Later, a gift is found under the tree for each guest. Carolers stop to entertain during dinner and a harpist renders melodies of the season. As the day comes to an end, a certain melancholy sets in as guests seem to secretly wish that the warmth of the moment could crystallize forever.

Inn for All Seasons

This is an inn for all seasons, but especially so during the holidays, when guests search for warm memories of Christmases past, or dream of a holiday that somehow never materialized and has remained a haunting, wished-for Christmas unfulfilled.

How could such a season be anything but merry under the spell of Charlie and Deedy Marble in an old home that glows with the contentment of its proprietors?

A winding staircase leads to eight guest rooms upstairs, one with a century-old, brass four-poster and bay windows that offer glimpses of the green. Another features twin beds from a French chateau, and next door there's a snug room with a rocker and an antique iron bed like those that were in vogue in the early '20s.

Although the rates for all rooms are alike, I chose the inn's smallest, which is at the rear of the house with a splendid bed and a window that looks down on a snow-covered garden.

The inn was built in the 1890s by then-Gov. William Wallace Stickney of Vermont as a wedding gift for his wife, who lived in the mansion until the 1930s. It passed through a number of hands until Charlie and Deedy Marble showed up on its doorstep in 1982. The Marbles were inveterate travelers and it was during one of these journeys that they were smitten with the idea of opening an inn of their own.

He Gives Her Top Billing

Charlie had grown weary of the corporate world and he told Deedy he was willing to give her top billing at the inn, which is precisely what he did.
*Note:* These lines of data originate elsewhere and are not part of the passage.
use crate::error::Result;
use std::io::Write;
use std::path::Path;
use tempfile::NamedTempFile;

/// Write `data` to a synced tempfile next to `path`, creating parent dirs.
fn staged(path: &Path, data: &[u8]) -> Result<NamedTempFile> {
    let dir = match path.parent() {
        Some(parent) if !parent.as_os_str().is_empty() => parent,
        _ => Path::new("."),
    };
    std::fs::create_dir_all(dir)?;
    let mut tmp = NamedTempFile::new_in(dir)?;
    tmp.write_all(data)?;
    tmp.as_file().sync_all()?;
    Ok(tmp)
}

/// Replace `path` with `data` in one rename; readers see the old or new file, never a mix.
pub fn atomic_write(path: &Path, data: &[u8]) -> Result<()> {
    staged(path, data)?.persist(path).map_err(|e| e.error)?;
    Ok(())
}

/// Create `path` with `data` unless it exists. Returns true if written.
///
/// The final rename refuses to clobber, so a file created concurrently wins.
pub fn write_if_missing(path: &Path, data: &[u8]) -> Result<bool> {
    if path.exists() {
        return Ok(false);
    }
    match staged(path, data)?.persist_noclobber(path) {
        Ok(_) => Ok(true),
        Err(e) if e.error.kind() == std::io::ErrorKind::AlreadyExists => Ok(false),
        Err(e) => Err(e.error.into()),
    }
}

/// Append `entry` to `root/.gitignore` unless an identical line exists.
pub fn ensure_gitignore_entry(root: &Path, entry: &str) -> Result<()> {
    let gitignore = root.join(".gitignore");
    let existing = match std::fs::read_to_string(&gitignore) {
        Ok(text) => text,
        Err(e) if e.kind() == std::io::ErrorKind::NotFound => String::new(),
        Err(e) => return Err(e.into()),
    };
    if existing.lines().any(|l| l.trim_end() == entry) {
        return Ok(());
    }
    let mut f = std::fs::OpenOptions::new()
        .create(true)
        .append(true)
        .open(&gitignore)?;
    if !existing.is_empty() && !existing.ends_with('\n') {
        writeln!(f)?;
    }
    writeln!(f, "{entry}")?;
    Ok(())
}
While Charlie plays the role of raconteur, Deedy stars with her candlelight dinners. Precisely at 7 p.m. each evening, a couple of dozen guests are seated at tables scattered among the two small dining rooms.

It is a ritual that begins with Deedy introducing members of the staff, who in turn describe each of the six courses they are serving.

Waitresses in pinafores and mobcaps set the stage for guests to relax and relive an era when the world moved at a slower pace.

In barely five years the Governor's Inn has been singled out for epicurean delights that have won Deedy Marble a fistful of awards.

Guests gather for cocktails in the inn's snug bar before being seated for dinner. Occasionally, someone will drive 100 miles or more to join the select 24 diners each evening. In the high season, Charlie and Deedy turn away up to 70 would-be diners a night.